Nowadays the recommended solution to exception handling in Perl are Try::Tiny (or TryCatch, but I don't think Git.pm would need this more heavyweight module) for capturing and handling exceptions, and Exception::Class (or Throwable, but that requires heavyweight Moose object system) for throwing OO exceptions.

The major goal would be to update Git.pm to modern Perl conventions, amon others moving from Error / Error::Simple to Try::Tiny and Exception::Class, preserving backwards compatibility, but perhaps also adding a better interface and using it in git commands implemented in Perl.

Other optional goals would be to extend Git.pm, for example adding Git::Config module which would read git configuration once like gitweb does, or Git::Commit module for parsing commit objects, etc.

Programming language: Perl
Proposed by: Jakub Narębski
Possible mentor(s): Jakub Narębski (?)

Finishing network support for libgit2

The library currently has support for fetching code over the http and git protocols.
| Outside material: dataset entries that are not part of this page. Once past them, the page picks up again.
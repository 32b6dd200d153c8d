//! Core Service - single-owner dispatch loop around [`Core`].
//!
//! Background sources never touch the engine. They post [`CoreMessage`]s
//! through a [`CoreHandle`]; the service applies every message already
//! queued and then runs the end-of-turn flush once.
//!
//! ```text
//! ┌──────────────┐   post()   ┌──────────────────────────────────────┐
//! │ track source │──────────▶│             CoreService               │
//! ├──────────────┤            │  recv ─▶ drain ready ─▶ apply each   │
//! │ video source │──────────▶│                 │                     │
//! ├──────────────┤            │                 ▼                     │
//! │  UI / tools  │──────────▶│        Core::flush_pending()          │
//! └──────────────┘            └──────────────────────────────────────┘
//! ```
//!
//! # Usage
//!
//! ```ignore
//! use vsplay_core::{Core, CoreService};
//! use vsplay_env::TokioContext;
//!
//! let (service, handle) = CoreService::new(TokioContext::shared(), Core::with_defaults());
//! let finished = service.spawn();
//! handle.ingest_homography(ts, h)?;
//! handle.shutdown()?;
//! let core = finished.await?;
//! ```

use crate::engine::Core;
use crate::event::{Event, EventOrigin};
use crate::event_types::{EventGroup, EventInfo};
use crate::homography::Homography;
use crate::metadata::FrameMetadata;
use crate::notification::SourceKind;
use crate::timestamp::TimeStamp;
use crate::track::{TrackClassification, TrackId, TrackState};
use std::collections::BTreeMap;
use std::fmt;
use std::sync::Arc;
use tokio::sync::oneshot;
use tracing::{debug, info, warn};
use vsplay_env::{mailbox, DataSourceStatus, EnvError, MailboxReceiver, MailboxSender, SourceId, VsContext};

/// Arbitrary work to run against the core on the dispatch task.
pub type CoreJob = Box<dyn FnOnce(&mut Core) + Send>;

/// One hand-off into the dispatch task.
pub enum CoreMessage {
    Metadata(Vec<FrameMetadata>),
    UpdateTrack {
        track: TrackId,
        states: Vec<TrackState>,
    },
    TrackData {
        track: TrackId,
        data: BTreeMap<String, Vec<(TimeStamp, f64)>>,
    },
    CloseTrack(TrackId),
    TrackClassification {
        track: TrackId,
        classification: TrackClassification,
    },
    AddEvent {
        origin: EventOrigin,
        event: Event,
    },
    RemoveEvent {
        origin: EventOrigin,
        source_local_id: i64,
    },
    EventType {
        origin: EventOrigin,
        info: EventInfo,
        threshold: f64,
    },
    ExpectGroup(EventGroup),
    /// A descriptor source is ready to receive input
    SourceReady(SourceId),
    SourceStatus {
        kind: SourceKind,
        status: DataSourceStatus,
    },
    Invoke(CoreJob),
    Shutdown,
}

impl fmt::Debug for CoreMessage {
    fn fmt(&self, f: &mut fmt::Formatter<'_>) -> fmt::Result {
        let name = match self {
            CoreMessage::Metadata(_) => "Metadata",
            CoreMessage::UpdateTrack { .. } => "UpdateTrack",
            CoreMessage::TrackData { .. } => "TrackData",
            CoreMessage::CloseTrack(_) => "CloseTrack",
            CoreMessage::TrackClassification { .. } => "TrackClassification",
            CoreMessage::AddEvent { .. } => "AddEvent",
            CoreMessage::RemoveEvent { .. } => "RemoveEvent",
            CoreMessage::EventType { .. } => "EventType",
            CoreMessage::ExpectGroup(_) => "ExpectGroup",
            CoreMessage::SourceReady(_) => "SourceReady",
            CoreMessage::SourceStatus { .. } => "SourceStatus",
            CoreMessage::Invoke(_) => "Invoke",
            CoreMessage::Shutdown => "Shutdown",
        };
        f.write_str(name)
    }
}

/// Clonable, thread-safe hand-off to a running [`CoreService`].
#[derive(Debug, Clone)]
pub struct CoreHandle {
    tx: MailboxSender<CoreMessage>,
}

impl CoreHandle {
    pub fn post(&self, msg: CoreMessage) -> Result<(), EnvError> {
        self.tx.post(msg)
    }

    pub fn add_metadata(&self, metadata: Vec<FrameMetadata>) -> Result<(), EnvError> {
        self.post(CoreMessage::Metadata(metadata))
    }

    pub fn ingest_homography(&self, time: TimeStamp, homography: Homography) -> Result<(), EnvError> {
        self.add_metadata(vec![FrameMetadata::with_homography(time, homography)])
    }

    pub fn update_track(&self, track: TrackId, states: Vec<TrackState>) -> Result<(), EnvError> {
        self.post(CoreMessage::UpdateTrack { track, states })
    }

    pub fn close_track(&self, track: TrackId) -> Result<(), EnvError> {
        self.post(CoreMessage::CloseTrack(track))
    }

    pub fn add_event(&self, origin: EventOrigin, event: Event) -> Result<(), EnvError> {
        self.post(CoreMessage::AddEvent { origin, event })
    }

    pub fn remove_event(&self, origin: EventOrigin, source_local_id: i64) -> Result<(), EnvError> {
        self.post(CoreMessage::RemoveEvent {
            origin,
            source_local_id,
        })
    }

    /// Runs `job` on the dispatch task.
    pub fn invoke<F>(&self, job: F) -> Result<(), EnvError>
    where
        F: FnOnce(&mut Core) + Send + 'static,
    {
        self.post(CoreMessage::Invoke(Box::new(job)))
    }

    pub fn shutdown(&self) -> Result<(), EnvError> {
        self.post(CoreMessage::Shutdown)
    }

    pub fn is_closed(&self) -> bool {
        self.tx.is_closed()
    }
}

/// Owns the [`Core`] and applies posted messages in arrival order.
///
/// Generic over the context so the same loop runs in production (tokio)
/// and in the simulation harness.
pub struct CoreService<Ctx: VsContext> {
    context: Arc<Ctx>,
    core: Core,
    rx: MailboxReceiver<CoreMessage>,
    turns: u64,
}

impl<Ctx: VsContext> CoreService<Ctx> {
    pub fn new(context: Arc<Ctx>, core: Core) -> (Self, CoreHandle) {
        let (tx, rx) = mailbox();
        (
            Self {
                context,
                core,
                rx,
                turns: 0,
            },
            CoreHandle { tx },
        )
    }

    pub fn core(&self) -> &Core {
        &self.core
    }

    pub fn core_mut(&mut self) -> &mut Core {
        &mut self.core
    }

    /// Number of completed processing turns.
    pub fn turns(&self) -> u64 {
        self.turns
    }

    /// Runs until `Shutdown` is received or every handle is dropped, then
    /// returns the core.
    pub async fn run(mut self) -> Core {
        info!(
            "Core service started (seed {}, t={:?})",
            self.context.seed(),
            self.context.now()
        );
        while let Some(first) = self.rx.recv().await {
            if !self.run_turn(first) {
                break;
            }
        }
        info!("Core service stopped after {} turns", self.turns);
        self.core
    }

    /// Runs the service as a `core-service` task on its context. The
    /// receiver yields the core once the loop stops.
    pub fn spawn(self) -> oneshot::Receiver<Core> {
        let (tx, rx) = oneshot::channel();
        let context = Arc::clone(&self.context);
        context.spawn("core-service", async move {
            let core = self.run().await;
            let _ = tx.send(core);
        });
        rx
    }

    /// Applies everything already queued without waiting. Returns false if
    /// a `Shutdown` was seen.
    pub fn process_ready(&mut self) -> bool {
        match self.rx.try_recv() {
            Some(first) => self.run_turn(first),
            None => true,
        }
    }

    fn run_turn(&mut self, first: CoreMessage) -> bool {
        let mut batch = vec![first];
        batch.extend(self.rx.drain_ready());
        debug!("Turn {}: {} messages", self.turns + 1, batch.len());

        let mut running = true;
        for msg in batch {
            if !running {
                warn!("Dropping {:?} received after shutdown", msg);
                continue;
            }
            running = self.apply(msg);
        }

        self.core.flush_pending();
        self.turns += 1;
        running
    }

    fn apply(&mut self, msg: CoreMessage) -> bool {
        match msg {
            CoreMessage::Metadata(metadata) => self.core.add_metadata(metadata),
            CoreMessage::UpdateTrack { track, states } => self.core.update_track(track, states),
            CoreMessage::TrackData { track, data } => self.core.update_track_data(track, data),
            CoreMessage::CloseTrack(track) => self.core.close_track(track),
            CoreMessage::TrackClassification {
                track,
                classification,
            } => self.core.set_track_classification(track, classification),
            CoreMessage::AddEvent { origin, event } => self.core.add_event(origin, event),
            CoreMessage::RemoveEvent {
                origin,
                source_local_id,
            } => {
                self.core.remove_event(origin, source_local_id);
            }
            CoreMessage::EventType {
                origin,
                info,
                threshold,
            } => {
                self.core.add_event_type(origin, info, threshold);
            }
            CoreMessage::ExpectGroup(group) => self.core.expect_event_group(group),
            CoreMessage::SourceReady(id) => {
                if let Err(e) = self.core.connect_descriptor_inputs(id) {
                    warn!("Ignoring ready signal: {}", e);
                }
            }
            CoreMessage::SourceStatus { kind, status } => {
                self.core.update_source_status(kind, status)
            }
            CoreMessage::Invoke(job) => job(&mut self.core),
            CoreMessage::Shutdown => return false,
        }
        true
    }
}

#[cfg(test)]
mod tests {
    use super::*;
    use crate::notification::CoreNotification;
    use vsplay_env::TokioContext;

    fn ts(us: i64) -> TimeStamp {
        TimeStamp::from_micros(us)
    }

    #[tokio::test]
    async fn test_burst_is_one_turn() {
        let mut core = Core::with_defaults();
        let mut rx = core.subscribe();
        let (service, handle) = CoreService::new(TokioContext::shared(), core);

        let track = TrackId::new(1, 7);
        handle.ingest_homography(ts(1000), Homography::identity()).unwrap();
        handle
            .update_track(track, vec![TrackState::new(ts(1500), 0.0, 0.0)])
            .unwrap();
        handle
            .add_metadata(vec![
                FrameMetadata::with_homography(ts(1500), Homography::identity()),
                FrameMetadata::with_homography(ts(1600), Homography::identity()),
            ])
            .unwrap();
        handle
            .update_track(track, vec![TrackState::new(ts(1600), 1.0, 0.0)])
            .unwrap();
        handle.shutdown().unwrap();

        let core = service.run().await;
        let id = core.model_track_id(track).unwrap();
        assert_eq!(core.track(id).unwrap().states.len(), 2);

        let mut signals = Vec::new();
        while let Ok(n) = rx.try_recv() {
            if matches!(n, CoreNotification::TrackAdded(_) | CoreNotification::TrackChanged(_)) {
                signals.push(n);
            }
        }
        assert_eq!(signals, vec![CoreNotification::TrackAdded(id)]);
    }

    #[tokio::test]
    async fn test_handle_from_another_task() {
        let (service, handle) = CoreService::new(TokioContext::shared(), Core::with_defaults());
        let runner = tokio::spawn(service.run());

        let producer = handle.clone();
        tokio::spawn(async move {
            producer
                .add_event(EventOrigin::Raw, Event::new(1).with_span(ts(0), ts(5)))
                .unwrap();
        })
        .await
        .unwrap();

        let (done_tx, done_rx) = tokio::sync::oneshot::channel();
        handle
            .invoke(move |core| {
                let _ = done_tx.send(core.event_count());
            })
            .unwrap();
        assert_eq!(done_rx.await.unwrap(), 1);

        handle.shutdown().unwrap();
        let core = runner.await.unwrap();
        assert_eq!(core.event_count(), 1);
        assert!(handle.is_closed());
    }

    #[tokio::test]
    async fn test_spawned_service_hands_back_core() {
        let (service, handle) = CoreService::new(TokioContext::shared(), Core::with_defaults());
        let finished = service.spawn();
        handle.ingest_homography(ts(0), Homography::identity()).unwrap();
        handle
            .update_track(TrackId::new(2, 2), vec![TrackState::new(ts(0), 0.0, 0.0)])
            .unwrap();
        handle.shutdown().unwrap();

        let core = finished.await.unwrap();
        assert!(core.model_track_id(TrackId::new(2, 2)).is_some());
        assert!(handle.is_closed());
    }

    #[test]
    fn test_process_ready_without_runtime_loop() {
        let (mut service, handle) = CoreService::new(TokioContext::shared(), Core::with_defaults());
        handle
            .post(CoreMessage::ExpectGroup(EventGroup::User))
            .unwrap();
        assert!(service.process_ready());
        assert_eq!(service.turns(), 1);
        assert!(service.core().expected_event_groups().contains(&EventGroup::User));

        handle.shutdown().unwrap();
        assert!(!service.process_ready());
    }
}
The aim of this project is to finish the support for the remaining network operations:

Major goals:

  • Fetch over SSH, including a sane API for managing the user's SSH keys.
  • Push over http, git, and SSH, with pack-objects as a prerequisite.

This is not as terribly complicated as it looks, because the existing networking code is well modularized and easy to extend: most of the required sockets functionality is already in place.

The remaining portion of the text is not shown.